### Work item
Check every line below for the string "reason". Copy the ones that have it.

Saved entries:
>>>
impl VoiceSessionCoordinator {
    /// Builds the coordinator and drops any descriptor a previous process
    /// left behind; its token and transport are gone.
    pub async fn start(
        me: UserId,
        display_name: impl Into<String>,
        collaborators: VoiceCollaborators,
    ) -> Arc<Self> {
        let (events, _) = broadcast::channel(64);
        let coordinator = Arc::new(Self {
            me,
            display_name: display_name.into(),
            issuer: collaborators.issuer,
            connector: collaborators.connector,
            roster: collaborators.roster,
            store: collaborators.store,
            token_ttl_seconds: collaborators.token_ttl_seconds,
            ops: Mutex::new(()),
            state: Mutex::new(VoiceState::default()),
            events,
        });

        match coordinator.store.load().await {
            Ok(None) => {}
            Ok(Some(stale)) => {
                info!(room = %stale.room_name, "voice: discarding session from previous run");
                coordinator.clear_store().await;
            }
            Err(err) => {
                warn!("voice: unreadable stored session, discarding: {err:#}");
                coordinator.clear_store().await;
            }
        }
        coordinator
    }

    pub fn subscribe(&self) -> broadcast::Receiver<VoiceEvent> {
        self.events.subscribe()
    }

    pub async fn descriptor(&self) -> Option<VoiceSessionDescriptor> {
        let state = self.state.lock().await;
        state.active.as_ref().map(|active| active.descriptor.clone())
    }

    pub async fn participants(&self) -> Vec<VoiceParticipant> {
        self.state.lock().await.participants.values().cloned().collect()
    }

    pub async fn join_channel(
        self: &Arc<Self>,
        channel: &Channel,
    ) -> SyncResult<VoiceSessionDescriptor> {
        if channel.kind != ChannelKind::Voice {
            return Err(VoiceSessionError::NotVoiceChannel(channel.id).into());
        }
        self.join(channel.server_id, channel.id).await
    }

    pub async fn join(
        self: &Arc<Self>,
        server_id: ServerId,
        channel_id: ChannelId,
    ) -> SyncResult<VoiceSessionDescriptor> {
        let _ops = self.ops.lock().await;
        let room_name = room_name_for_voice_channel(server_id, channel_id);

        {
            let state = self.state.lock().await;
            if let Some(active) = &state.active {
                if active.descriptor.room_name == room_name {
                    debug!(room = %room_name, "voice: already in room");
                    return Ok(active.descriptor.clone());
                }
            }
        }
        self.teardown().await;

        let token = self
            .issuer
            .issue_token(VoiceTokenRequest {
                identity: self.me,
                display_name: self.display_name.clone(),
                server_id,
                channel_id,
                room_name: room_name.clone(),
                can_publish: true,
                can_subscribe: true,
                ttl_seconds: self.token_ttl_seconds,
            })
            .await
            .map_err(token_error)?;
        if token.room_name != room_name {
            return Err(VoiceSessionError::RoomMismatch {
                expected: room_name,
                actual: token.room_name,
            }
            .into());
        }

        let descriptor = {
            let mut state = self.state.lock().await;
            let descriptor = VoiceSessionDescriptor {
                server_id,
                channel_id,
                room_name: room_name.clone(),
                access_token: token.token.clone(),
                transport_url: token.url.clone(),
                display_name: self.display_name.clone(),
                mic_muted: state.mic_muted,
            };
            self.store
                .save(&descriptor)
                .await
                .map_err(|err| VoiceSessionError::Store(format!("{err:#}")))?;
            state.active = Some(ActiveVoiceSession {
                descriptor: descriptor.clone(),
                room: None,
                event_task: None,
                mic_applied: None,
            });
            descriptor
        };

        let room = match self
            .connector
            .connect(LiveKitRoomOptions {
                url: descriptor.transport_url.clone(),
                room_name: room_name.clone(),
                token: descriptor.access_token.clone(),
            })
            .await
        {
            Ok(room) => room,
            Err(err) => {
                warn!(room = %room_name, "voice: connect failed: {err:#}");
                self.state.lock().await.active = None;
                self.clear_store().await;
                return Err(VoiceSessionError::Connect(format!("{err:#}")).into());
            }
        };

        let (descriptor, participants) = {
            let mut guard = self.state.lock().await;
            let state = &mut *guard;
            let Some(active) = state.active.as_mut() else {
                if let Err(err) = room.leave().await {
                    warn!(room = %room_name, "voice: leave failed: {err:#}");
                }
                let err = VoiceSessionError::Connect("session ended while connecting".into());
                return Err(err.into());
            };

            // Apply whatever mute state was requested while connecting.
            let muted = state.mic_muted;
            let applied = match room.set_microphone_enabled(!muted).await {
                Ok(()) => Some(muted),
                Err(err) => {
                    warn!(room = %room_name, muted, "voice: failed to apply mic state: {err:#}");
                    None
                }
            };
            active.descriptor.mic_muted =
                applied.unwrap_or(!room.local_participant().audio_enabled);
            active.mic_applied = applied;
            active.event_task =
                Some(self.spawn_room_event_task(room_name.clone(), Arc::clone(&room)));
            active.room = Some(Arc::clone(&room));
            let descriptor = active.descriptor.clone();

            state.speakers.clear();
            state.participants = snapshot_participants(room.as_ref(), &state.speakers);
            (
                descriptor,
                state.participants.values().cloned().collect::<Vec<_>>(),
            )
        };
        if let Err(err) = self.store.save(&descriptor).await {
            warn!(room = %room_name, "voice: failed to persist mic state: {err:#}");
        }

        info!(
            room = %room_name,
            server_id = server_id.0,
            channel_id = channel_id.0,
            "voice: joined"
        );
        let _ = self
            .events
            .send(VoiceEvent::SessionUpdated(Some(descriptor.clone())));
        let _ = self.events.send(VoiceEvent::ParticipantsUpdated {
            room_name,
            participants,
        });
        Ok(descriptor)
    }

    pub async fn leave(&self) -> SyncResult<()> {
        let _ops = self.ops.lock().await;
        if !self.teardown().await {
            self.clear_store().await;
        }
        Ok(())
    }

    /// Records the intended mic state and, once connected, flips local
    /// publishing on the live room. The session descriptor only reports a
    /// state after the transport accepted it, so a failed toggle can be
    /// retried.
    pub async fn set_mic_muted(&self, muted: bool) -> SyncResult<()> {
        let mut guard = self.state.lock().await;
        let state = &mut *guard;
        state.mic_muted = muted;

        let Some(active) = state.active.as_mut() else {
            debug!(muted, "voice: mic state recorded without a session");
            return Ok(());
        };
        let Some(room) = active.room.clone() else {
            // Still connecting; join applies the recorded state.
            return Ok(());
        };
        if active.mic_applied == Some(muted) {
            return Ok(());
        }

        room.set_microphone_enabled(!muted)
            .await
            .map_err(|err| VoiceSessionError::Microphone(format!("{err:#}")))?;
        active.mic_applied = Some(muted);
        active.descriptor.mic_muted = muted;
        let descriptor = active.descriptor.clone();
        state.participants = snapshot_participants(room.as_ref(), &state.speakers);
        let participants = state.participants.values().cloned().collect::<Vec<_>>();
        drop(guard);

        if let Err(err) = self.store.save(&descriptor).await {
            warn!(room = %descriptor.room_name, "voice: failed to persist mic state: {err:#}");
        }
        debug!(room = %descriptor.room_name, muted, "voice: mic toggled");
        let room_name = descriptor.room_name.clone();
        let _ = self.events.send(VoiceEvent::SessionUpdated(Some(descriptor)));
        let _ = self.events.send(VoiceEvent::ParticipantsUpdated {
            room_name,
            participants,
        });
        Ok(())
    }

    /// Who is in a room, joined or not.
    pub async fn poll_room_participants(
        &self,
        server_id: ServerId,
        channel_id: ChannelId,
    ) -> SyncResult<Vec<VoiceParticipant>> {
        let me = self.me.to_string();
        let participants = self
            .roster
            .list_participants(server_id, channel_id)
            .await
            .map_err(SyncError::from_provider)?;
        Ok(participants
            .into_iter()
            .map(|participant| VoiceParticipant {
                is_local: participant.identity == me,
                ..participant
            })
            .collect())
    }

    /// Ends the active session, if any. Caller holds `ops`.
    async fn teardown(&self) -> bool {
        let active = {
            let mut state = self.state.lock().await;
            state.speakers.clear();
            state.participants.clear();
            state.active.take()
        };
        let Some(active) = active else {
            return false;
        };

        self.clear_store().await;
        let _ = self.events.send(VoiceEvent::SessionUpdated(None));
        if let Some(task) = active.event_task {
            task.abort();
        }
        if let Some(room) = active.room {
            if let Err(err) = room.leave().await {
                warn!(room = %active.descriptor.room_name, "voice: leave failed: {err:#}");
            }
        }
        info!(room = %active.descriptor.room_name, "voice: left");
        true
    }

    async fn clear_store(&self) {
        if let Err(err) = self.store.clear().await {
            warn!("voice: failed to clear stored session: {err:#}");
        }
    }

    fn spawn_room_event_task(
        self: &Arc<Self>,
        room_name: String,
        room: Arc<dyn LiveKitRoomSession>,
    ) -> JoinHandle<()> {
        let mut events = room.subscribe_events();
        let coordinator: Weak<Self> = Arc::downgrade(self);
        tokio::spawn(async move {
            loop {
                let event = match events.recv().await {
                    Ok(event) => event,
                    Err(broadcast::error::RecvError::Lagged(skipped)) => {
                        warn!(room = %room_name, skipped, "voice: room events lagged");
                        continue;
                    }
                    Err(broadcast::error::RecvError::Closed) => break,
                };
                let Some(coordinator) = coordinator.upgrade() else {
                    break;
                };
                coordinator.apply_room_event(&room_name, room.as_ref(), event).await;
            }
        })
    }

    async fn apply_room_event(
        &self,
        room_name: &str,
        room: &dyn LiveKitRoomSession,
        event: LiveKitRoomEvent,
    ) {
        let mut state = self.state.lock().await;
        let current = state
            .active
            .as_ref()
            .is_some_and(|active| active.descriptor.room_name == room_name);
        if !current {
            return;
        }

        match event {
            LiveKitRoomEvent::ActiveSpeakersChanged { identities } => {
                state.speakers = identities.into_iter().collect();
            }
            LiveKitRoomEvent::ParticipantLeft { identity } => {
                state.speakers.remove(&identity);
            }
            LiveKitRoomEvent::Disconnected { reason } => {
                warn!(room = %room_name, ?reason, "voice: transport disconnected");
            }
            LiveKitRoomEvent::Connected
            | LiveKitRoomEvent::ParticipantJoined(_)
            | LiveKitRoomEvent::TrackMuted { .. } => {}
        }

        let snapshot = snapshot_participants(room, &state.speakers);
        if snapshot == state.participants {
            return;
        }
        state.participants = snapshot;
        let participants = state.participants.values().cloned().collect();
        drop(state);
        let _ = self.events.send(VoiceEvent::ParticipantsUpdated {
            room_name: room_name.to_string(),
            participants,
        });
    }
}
<<<
>>>
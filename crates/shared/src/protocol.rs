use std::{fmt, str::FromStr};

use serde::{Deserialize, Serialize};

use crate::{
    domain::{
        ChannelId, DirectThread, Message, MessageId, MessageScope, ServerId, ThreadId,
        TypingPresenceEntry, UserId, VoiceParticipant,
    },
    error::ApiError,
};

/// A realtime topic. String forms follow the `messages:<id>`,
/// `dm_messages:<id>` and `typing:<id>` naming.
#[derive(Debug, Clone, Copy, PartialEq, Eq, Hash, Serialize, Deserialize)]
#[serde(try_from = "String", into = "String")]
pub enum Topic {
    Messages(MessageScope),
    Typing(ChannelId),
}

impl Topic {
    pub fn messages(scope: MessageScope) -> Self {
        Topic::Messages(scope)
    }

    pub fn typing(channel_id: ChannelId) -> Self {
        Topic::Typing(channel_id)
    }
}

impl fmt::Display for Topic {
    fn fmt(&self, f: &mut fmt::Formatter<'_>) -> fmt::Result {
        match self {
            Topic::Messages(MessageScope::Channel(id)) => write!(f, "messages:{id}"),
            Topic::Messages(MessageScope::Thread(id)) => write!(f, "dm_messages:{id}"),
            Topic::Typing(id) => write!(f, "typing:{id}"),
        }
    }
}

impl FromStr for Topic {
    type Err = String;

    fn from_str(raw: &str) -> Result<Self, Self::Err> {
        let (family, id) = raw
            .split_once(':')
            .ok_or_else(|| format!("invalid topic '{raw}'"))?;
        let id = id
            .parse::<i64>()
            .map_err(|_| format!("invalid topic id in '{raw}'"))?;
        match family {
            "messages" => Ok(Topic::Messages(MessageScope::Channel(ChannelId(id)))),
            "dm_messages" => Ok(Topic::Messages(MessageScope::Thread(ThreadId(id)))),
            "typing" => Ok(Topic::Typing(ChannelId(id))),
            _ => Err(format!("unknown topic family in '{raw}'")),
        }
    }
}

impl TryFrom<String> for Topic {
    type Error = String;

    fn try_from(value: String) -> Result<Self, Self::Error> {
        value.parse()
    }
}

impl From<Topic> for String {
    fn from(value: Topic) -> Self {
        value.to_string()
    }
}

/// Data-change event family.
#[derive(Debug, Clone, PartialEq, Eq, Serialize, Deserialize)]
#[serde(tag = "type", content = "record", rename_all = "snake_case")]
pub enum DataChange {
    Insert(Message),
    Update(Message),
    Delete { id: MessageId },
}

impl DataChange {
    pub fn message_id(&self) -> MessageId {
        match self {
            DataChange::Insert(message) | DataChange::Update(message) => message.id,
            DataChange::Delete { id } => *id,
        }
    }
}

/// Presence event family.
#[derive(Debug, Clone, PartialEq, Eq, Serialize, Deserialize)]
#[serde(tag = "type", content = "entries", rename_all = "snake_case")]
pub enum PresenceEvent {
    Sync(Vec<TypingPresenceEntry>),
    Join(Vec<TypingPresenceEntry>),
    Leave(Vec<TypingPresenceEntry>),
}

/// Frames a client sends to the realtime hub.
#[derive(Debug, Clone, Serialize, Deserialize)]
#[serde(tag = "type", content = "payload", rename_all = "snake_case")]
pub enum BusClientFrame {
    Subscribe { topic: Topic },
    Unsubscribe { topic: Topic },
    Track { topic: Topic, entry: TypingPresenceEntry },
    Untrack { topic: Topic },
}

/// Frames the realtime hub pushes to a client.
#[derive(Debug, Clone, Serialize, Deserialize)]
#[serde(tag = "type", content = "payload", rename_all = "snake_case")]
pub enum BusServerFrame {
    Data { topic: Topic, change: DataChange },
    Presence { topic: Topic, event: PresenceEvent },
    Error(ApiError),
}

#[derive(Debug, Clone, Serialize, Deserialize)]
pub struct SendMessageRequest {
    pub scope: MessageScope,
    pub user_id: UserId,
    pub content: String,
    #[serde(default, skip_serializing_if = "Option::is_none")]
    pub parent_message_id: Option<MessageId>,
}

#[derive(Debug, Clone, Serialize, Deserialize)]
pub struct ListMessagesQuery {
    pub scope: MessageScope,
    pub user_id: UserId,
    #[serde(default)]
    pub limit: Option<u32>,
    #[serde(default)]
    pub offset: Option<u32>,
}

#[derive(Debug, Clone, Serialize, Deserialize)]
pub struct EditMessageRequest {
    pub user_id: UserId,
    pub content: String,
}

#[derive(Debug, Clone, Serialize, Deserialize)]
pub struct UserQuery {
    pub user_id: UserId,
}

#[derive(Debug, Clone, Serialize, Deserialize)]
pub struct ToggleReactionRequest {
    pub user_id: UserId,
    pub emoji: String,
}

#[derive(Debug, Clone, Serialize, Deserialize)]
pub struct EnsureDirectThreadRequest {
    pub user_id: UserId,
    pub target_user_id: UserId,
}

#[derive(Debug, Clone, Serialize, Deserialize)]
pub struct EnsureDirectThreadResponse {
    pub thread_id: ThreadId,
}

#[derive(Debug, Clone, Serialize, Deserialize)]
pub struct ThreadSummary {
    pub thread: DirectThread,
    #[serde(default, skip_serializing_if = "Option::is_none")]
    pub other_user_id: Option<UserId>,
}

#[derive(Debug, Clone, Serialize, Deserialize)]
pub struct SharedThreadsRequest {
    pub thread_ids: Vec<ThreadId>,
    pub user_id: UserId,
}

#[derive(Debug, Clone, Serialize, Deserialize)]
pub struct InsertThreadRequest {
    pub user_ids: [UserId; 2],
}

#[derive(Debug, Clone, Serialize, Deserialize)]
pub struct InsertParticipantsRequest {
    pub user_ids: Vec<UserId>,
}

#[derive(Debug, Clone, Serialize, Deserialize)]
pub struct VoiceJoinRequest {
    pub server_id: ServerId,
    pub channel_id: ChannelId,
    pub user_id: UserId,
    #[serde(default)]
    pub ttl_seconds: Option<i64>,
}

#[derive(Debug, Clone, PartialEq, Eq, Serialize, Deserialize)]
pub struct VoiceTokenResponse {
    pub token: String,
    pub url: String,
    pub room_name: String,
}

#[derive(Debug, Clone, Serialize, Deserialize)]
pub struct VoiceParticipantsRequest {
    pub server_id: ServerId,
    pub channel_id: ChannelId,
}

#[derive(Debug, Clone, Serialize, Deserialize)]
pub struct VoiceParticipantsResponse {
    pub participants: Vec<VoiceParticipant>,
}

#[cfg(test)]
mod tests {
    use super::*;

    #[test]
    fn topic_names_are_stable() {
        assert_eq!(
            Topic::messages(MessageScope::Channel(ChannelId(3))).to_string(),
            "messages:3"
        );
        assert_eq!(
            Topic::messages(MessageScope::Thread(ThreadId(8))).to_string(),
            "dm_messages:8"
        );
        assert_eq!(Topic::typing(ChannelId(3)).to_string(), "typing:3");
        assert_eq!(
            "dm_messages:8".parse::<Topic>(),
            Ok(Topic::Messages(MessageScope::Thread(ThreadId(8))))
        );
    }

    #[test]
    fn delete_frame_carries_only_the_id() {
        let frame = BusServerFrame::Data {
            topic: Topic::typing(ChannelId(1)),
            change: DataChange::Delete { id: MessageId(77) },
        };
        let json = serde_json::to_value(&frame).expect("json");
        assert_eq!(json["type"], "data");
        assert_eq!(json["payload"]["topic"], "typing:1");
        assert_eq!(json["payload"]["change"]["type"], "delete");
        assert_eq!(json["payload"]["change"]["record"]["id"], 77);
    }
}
<<<
### Solution to this problem
            LiveKitRoomEvent::Disconnected { reason } => {
                warn!(room = %room_name, ?reason, "voice: transport disconnected");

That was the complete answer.